Wah Mei Electric – Leading Distributor of Electronics from the 1920s to 1960s and related firms
York Lo: Wah Mei Electric – Leading Distributor of Electronics from the 1920s to 1960s and related firms
Left: Wah Mei ad in 1927 (8th Far East Games brochure); Right: the old Wah Mei store in between Sunlight Hing Kee and Kin Ming Radio on Des Voeux Road Central
Wah Mei Electric was one of the oldest and largest distributor of electronics in HK and China, with branches in HK, Canton, Fatshan and Shanghai (in fact its Chinese name before the war always started with 港粤滬 or “HK Canton Shanghai”) and expanded to Taiwan and Malaysia after the War. The firm was regarded as the leader of the industry from the 1920s through the 1960s and members of the Chan family which owned the firm also started HK Communications, a leading distributor of telecom equipment and Tung Tai Trading, which introduced Italian electrical appliances to HK and a fellow clansman and staff member started Winning Commercial, which popularized electric stew pots in HK.
Wah Mei Electric (華美電器行) – Pre-War Development
Wah Mei was founded by Chan Ching-to (陳靜濤, 1883-1967) and Chan Chi-son (陳知新, 1890-?), natives of Nanhai in Guangdong province. One source mentioned that the latter was the nephew of the earlier which if true likely meant the latter was the son of a brother from a different mother or a cousin given the 7 years age difference between the two. The exact year which Wah Mei was founded is to be determined but it was likely sometime after 1912. Chan Ching-to was enrolled at the Yucai School in Canton as a teenager but dropped out to support his family. He became a Buddhist in 1910 and remained highly involved in various Buddhist causes for the remainder of his life. He was also involved in the revolutionary cause but after the formation of the Republic he went into business instead and ran a stationary and Western medicine business in Canton before launching Wah Mei Electric.

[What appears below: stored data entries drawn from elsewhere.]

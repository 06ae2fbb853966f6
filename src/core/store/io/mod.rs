// Copyright 2019 Zhizhesihai (Beijing) Technology Limited.
//
// Licensed under the Apache License, Version 2.0 (the "License");
// you may not use this file except in compliance with the License.
// You may obtain a copy of the License at
//
//     http://www.apache.org/licenses/LICENSE-2.0
//
// Unless required by applicable law or agreed to in writing, software
// distributed under the License is distributed on an "AS IS" BASIS,
// See the License for the specific language governing permissions and
// limitations under the License.

mod data_input;

pub use self::data_input::*;

mod data_output;

pub use self::data_output::*;

mod index_output;

pub use self::index_output::*;

mod ram_output;

pub use self::ram_output::*;

mod fs_index_output;

pub use self::fs_index_output::*;
// Copyright 2019 Zhizhesihai (Beijing) Technology Limited.
//
// Licensed under the Apache License, Version 2.0 (the "License");
// you may not use this file except in compliance with the License.
// You may obtain a copy of the License at
//
//     http://www.apache.org/licenses/LICENSE-2.0
//
// Unless required by applicable law or agreed to in writing, software
// distributed under the License is distributed on an "AS IS" BASIS,
// See the License for the specific language governing permissions and
// limitations under the License.

use core::analysis::Token;
use core::codec::field_infos::{FieldInfo, FieldInvertState};
use core::codec::postings::TermsHash;
use core::codec::segment_infos::{SegmentInfo, SegmentWriteState};
use core::codec::term_vectors::{TermVectorsFormat, TermVectorsWriter};
use core::codec::Codec;
use core::doc::FieldType;
use core::store::directory::Directory;
use core::store::{FlushInfo, IOContext};
use core::util::{Counter, DocId};

use error::ErrorKind::{IllegalArgument, IllegalState};
use error::Result;

use std::collections::{BTreeMap, HashMap};
use std::mem;
use std::sync::Arc;

type TVWriter<C> = <<C as Codec>::TermVectorsFmt as TermVectorsFormat>::Writer;

// rough per-occurrence cost of the buffered vectors
const BYTES_PER_TERM: i64 = 48;
const BYTES_PER_POSITION: i64 = 16;

fn term_bytes(term: &TermVectorTerm) -> i64 {
    let positions = term.positions.len().max(term.offsets.len()) as i64;
    BYTES_PER_TERM + positions * BYTES_PER_POSITION
}

/// Buffers the term vectors of the current document and writes them through
/// the codec's `TermVectorsWriter` when the document finishes. Documents
/// without vectors get an empty entry so that the writer sees every doc id.
pub struct TermVectorsConsumer<C: Codec> {
    codec: Arc<C>,
    directory: Arc<dyn Directory>,
    segment_info: SegmentInfo,
    writer: Option<TVWriter<C>>,
    has_vectors: bool,
    last_doc_id: DocId,
    // fields of the current document that produced vectors
    pending: Vec<TermVectorsField>,
    bytes_used: Counter,
}

impl<C: Codec> TermVectorsConsumer<C> {
    pub fn new(
        codec: Arc<C>,
        directory: Arc<dyn Directory>,
        segment_info: SegmentInfo,
        bytes_used: Counter,
    ) -> Self {
        TermVectorsConsumer {
            codec,
            directory,
            segment_info,
            writer: None,
            has_vectors: false,
            last_doc_id: 0,
            pending: vec![],
            bytes_used,
        }
    }

    pub fn has_vectors(&self) -> bool {
        self.has_vectors
    }

    fn init_term_vectors_writer(&mut self, doc_id: DocId) -> Result<()> {
        if self.writer.is_none() {
            let context = IOContext::Flush(FlushInfo::new(doc_id as u32 + 1, 0));
            let writer = self.codec.term_vectors_format().tv_writer(
                Arc::clone(&self.directory),
                &self.segment_info,
                &context,
            )?;
            debug!(
                "term vectors writer created for segment {}",
                self.segment_info.name
            );
            self.writer = Some(writer);
            self.last_doc_id = 0;
        }
        Ok(())
    }

    fn writer(&mut self) -> Result<&mut TVWriter<C>> {
        match self.writer.as_mut() {
            Some(w) => Ok(w),
            None => bail!(IllegalState("term vectors writer is not started".into())),
        }
    }

    /// Fills in no-term-vectors for all docs we haven't seen since the last
    /// doc that had term vectors.
    fn fill(&mut self, doc_id: DocId) -> Result<()> {
        while self.last_doc_id < doc_id {
            let writer = self.writer()?;
            writer.start_document(0)?;
            writer.finish_document()?;
            self.last_doc_id += 1;
        }
        Ok(())
    }

    fn release(&mut self) {
        let mut freed = 0i64;
        for field in self.pending.drain(..) {
            freed += field.terms.iter().map(|&(_, ref t)| term_bytes(t)).sum::<i64>();
        }
        if freed > 0 {
            self.bytes_used.add(-freed);
        }
    }
}

impl<C: Codec> TermsHash for TermVectorsConsumer<C> {
    type PerField = TermVectorsConsumerPerField;

    fn add_field(&mut self, field_info: &FieldInfo) -> TermVectorsConsumerPerField {
        TermVectorsConsumerPerField::new(field_info)
    }

    fn start_document(&mut self) -> Result<()> {
        self.release();
        Ok(())
    }

    fn start_field(
        &mut self,
        per_field: &mut TermVectorsConsumerPerField,
        field_type: &FieldType,
        first: bool,
    ) -> Result<bool> {
        if first {
            // terms left behind by a document that failed inside this field
            let stale = per_field.buffered_bytes();
            if stale > 0 {
                self.bytes_used.add(-stale);
            }
        }
        let do_vectors = per_field.start(field_type, first)?;
        if do_vectors {
            self.has_vectors = true;
        }
        Ok(do_vectors)
    }

    fn add(
        &mut self,
        per_field: &mut TermVectorsConsumerPerField,
        field_state: &mut FieldInvertState,
        token: &Token,
        _doc_id: DocId,
    ) -> Result<()> {
        let (new_term, with_position) = per_field.add(field_state, token);
        let mut delta = 0;
        if new_term {
            delta += BYTES_PER_TERM;
        }
        if with_position {
            delta += BYTES_PER_POSITION;
        }
        if delta > 0 {
            self.bytes_used.add(delta);
        }
        Ok(())
    }

    fn finish_field(
        &mut self,
        per_field: &mut TermVectorsConsumerPerField,
        _field_state: &FieldInvertState,
        field_info: &mut FieldInfo,
    ) -> Result<()> {
        if per_field.do_vectors && !per_field.terms.is_empty() {
            field_info.set_store_term_vectors();
            let mut terms: Vec<(Vec<u8>, TermVectorTerm)> = per_field.terms.drain().collect();
            terms.sort_by(|a, b| a.0.cmp(&b.0));
            self.pending.push(TermVectorsField {
                field_info: field_info.clone(),
                has_positions: per_field.do_vector_positions,
                has_offsets: per_field.do_vector_offsets,
                has_payloads: per_field.has_payloads,
                terms,
            });
        }
        per_field.do_vectors = false;
        Ok(())
    }

    fn finish_document(&mut self, doc_id: DocId) -> Result<()> {
        if !self.has_vectors {
            return Ok(());
        }

        self.init_term_vectors_writer(doc_id)?;
        self.fill(doc_id)?;

        let mut fields = mem::replace(&mut self.pending, Vec::new());
        fields.sort_by(|a, b| a.field_info.name.cmp(&b.field_info.name));
        let res = {
            let writer = self.writer()?;
            write_document(writer, &fields)
        };
        self.pending = fields;
        self.release();
        res?;

        debug_assert_eq!(self.last_doc_id, doc_id);
        self.last_doc_id += 1;
        Ok(())
    }

    fn flush(
        &mut self,
        _fields: BTreeMap<String, &mut TermVectorsConsumerPerField>,
        state: &SegmentWriteState,
    ) -> Result<()> {
        let res = if self.writer.is_some() {
            let num_docs = state.segment_info.max_doc();
            // At least one doc in this run had term vectors enabled
            self.fill(num_docs)
                .and_then(|_| {
                    let field_infos = &state.field_infos;
                    self.writer()?.finish(field_infos, num_docs as usize)
                })
        } else {
            Ok(())
        };
        self.writer = None;
        self.last_doc_id = 0;
        self.has_vectors = false;
        res
    }

    fn abort(&mut self) -> Result<()> {
        self.has_vectors = false;
        self.last_doc_id = 0;
        self.release();
        if let Some(mut writer) = self.writer.take() {
            writer.abort()?;
        }
        Ok(())
    }
}

fn write_document<W: TermVectorsWriter>(writer: &mut W, fields: &[TermVectorsField]) -> Result<()> {
    writer.start_document(fields.len())?;
    for field in fields {
        writer.start_field(
            &field.field_info,
            field.terms.len(),
            field.has_positions,
            field.has_offsets,
            field.has_payloads,
        )?;
        for (term, tv) in &field.terms {
            writer.start_term(term, tv.freq)?;
            if field.has_positions || field.has_offsets {
                for i in 0..tv.freq as usize {
                    let position = if field.has_positions {
                        tv.positions[i]
                    } else {
                        -1
                    };
                    let (start_offset, end_offset) = if field.has_offsets {
                        tv.offsets[i]
                    } else {
                        (-1, -1)
                    };
                    let payload: &[u8] = if field.has_payloads {
                        &tv.payloads[i]
                    } else {
                        &[]
                    };
                    writer.add_position(position, start_offset, end_offset, payload)?;
                }
            }
            writer.finish_term()?;
        }
        writer.finish_field()?;
    }
    writer.finish_document()
}

/// Occurrences of one term within one field of the current document.
#[derive(Debug, Default)]
pub struct TermVectorTerm {
    pub freq: i32,
    pub positions: Vec<i32>,
    pub offsets: Vec<(i32, i32)>,
    pub payloads: Vec<Vec<u8>>,
}

struct TermVectorsField {
    field_info: FieldInfo,
    has_positions: bool,
    has_offsets: bool,
    has_payloads: bool,
    terms: Vec<(Vec<u8>, TermVectorTerm)>,
}

pub struct TermVectorsConsumerPerField {
    field_name: String,
    do_vectors: bool,
    do_vector_positions: bool,
    do_vector_offsets: bool,
    do_vector_payloads: bool,
    // if enabled, and we actually saw any for this field
    has_payloads: bool,
    terms: HashMap<Vec<u8>, TermVectorTerm>,
}

impl TermVectorsConsumerPerField {
    pub fn new(field_info: &FieldInfo) -> Self {
        TermVectorsConsumerPerField {
            field_name: field_info.name.clone(),
            do_vectors: false,
            do_vector_positions: false,
            do_vector_offsets: false,
            do_vector_payloads: false,
            has_payloads: false,
            terms: HashMap::new(),
        }
    }

    pub fn num_terms(&self) -> usize {
        self.terms.len()
    }

    fn buffered_bytes(&self) -> i64 {
        self.terms.values().map(term_bytes).sum()
    }

    fn start(&mut self, field_type: &FieldType, first: bool) -> Result<bool> {
        if first {
            // Only necessary if previous doc hit a non-aborting error while
            // writing vectors in this field
            self.terms.clear();
            self.has_payloads = false;
            self.do_vectors = field_type.store_term_vectors();
            if self.do_vectors {
                self.do_vector_positions = field_type.store_term_vector_positions();
                // Somewhat confusingly, unlike postings, you are allowed to
                // index TV offsets without TV positions
                self.do_vector_offsets = field_type.store_term_vector_offsets();

                if self.do_vector_positions {
                    self.do_vector_payloads = field_type.store_term_vector_payloads();
                } else {
                    self.do_vector_payloads = false;
                    if field_type.store_term_vector_payloads() {
                        bail!(IllegalArgument(format!(
                            "cannot index term vector payloads without term vector positions \
                             (field=\"{}\")",
                            self.field_name
                        )));
                    }
                }
            } else {
                if field_type.store_term_vector_offsets() {
                    bail!(IllegalArgument(format!(
                        "cannot index term vector offsets when term vectors are not indexed \
                         (field=\"{}\")",
                        self.field_name
                    )));
                }
                if field_type.store_term_vector_positions() {
                    bail!(IllegalArgument(format!(
                        "cannot index term vector positions when term vectors are not indexed \
                         (field=\"{}\")",
                        self.field_name
                    )));
                }
                if field_type.store_term_vector_payloads() {
                    bail!(IllegalArgument(format!(
                        "cannot index term vector payloads when term vectors are not indexed \
                         (field=\"{}\")",
                        self.field_name
                    )));
                }
            }
        } else {
            let changed = if self.do_vectors != field_type.store_term_vectors() {
                Some("store_term_vectors")
            } else if self.do_vector_positions != field_type.store_term_vector_positions() {
                Some("store_term_vector_positions")
            } else if self.do_vector_offsets != field_type.store_term_vector_offsets() {
                Some("store_term_vector_offsets")
            } else if self.do_vector_payloads != field_type.store_term_vector_payloads() {
                Some("store_term_vector_payloads")
            } else {
                None
            };
            if let Some(option) = changed {
                bail!(IllegalArgument(format!(
                    "all instances of a given field name must have the same term vectors \
                     settings ({} changed for field=\"{}\")",
                    option, self.field_name
                )));
            }
        }

        Ok(self.do_vectors)
    }

    // returns whether the term is new to this field, and whether a position
    // or offset was recorded
    fn add(&mut self, field_state: &FieldInvertState, token: &Token) -> (bool, bool) {
        let mut new_term = false;
        let do_positions = self.do_vector_positions;
        let do_offsets = self.do_vector_offsets;
        let do_payloads = self.do_vector_payloads;

        let term = self.terms.entry(token.term.clone()).or_insert_with(|| {
            new_term = true;
            TermVectorTerm::default()
        });
        term.freq += 1;
        if do_positions {
            term.positions.push(field_state.position);
            if do_payloads && !token.payload.is_empty() {
                term.payloads.push(token.payload.clone());
                self.has_payloads = true;
            } else {
                term.payloads.push(Vec::new());
            }
        }
        if do_offsets {
            let start_offset = (field_state.offset + token.start_offset) as i32;
            let end_offset = (field_state.offset + token.end_offset) as i32;
            term.offsets.push((start_offset, end_offset));
        }
        (new_term, do_positions || do_offsets)
    }
}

In 1925, Wah Mei had 2 stores in HK – 113 Des Voeux Road Central and 225 Queen’s Road Central. For many years, its main store was located at 135 Des Voeux Road Central in Hong Kong, next to Sunlight Hing Kee (代月電器行), a friendly competitor founded by the Lee family which according to some was the oldest electronics store in Hong Kong. As shown in the ads in this article, the key products in the pre-war era were torchlight, electric fans, record players, irons and radios. By the late 1920s, Wah Mei had branches in HK, Shanghai (at 432 Nanking Road), Canton (28 Sap Pat Po Street and 23 Wai On Street) and Fatshan. It was also the sole authorized distributor of Westinghouse electric fans in Shanghai and one of 8 distributors of RCA radios (others as shown below include Wing On department store, Robinson Radio and the XMHA radio station). In Shanghai and Canton, the Chan family also owned Hung Ming Electrical Co (孔明電料行) which specialized in radio and communications equipment.
Left: Ad for Westinghouse electric fans in Shanghai in 1927 listing Wah Mei as its sole distributor (The China Press, Jan 16, 1927); Right: RCA Victor ad in Shanghai in 1938 listing Wah Met as one of its 8 distributors ( The China Press, 1938)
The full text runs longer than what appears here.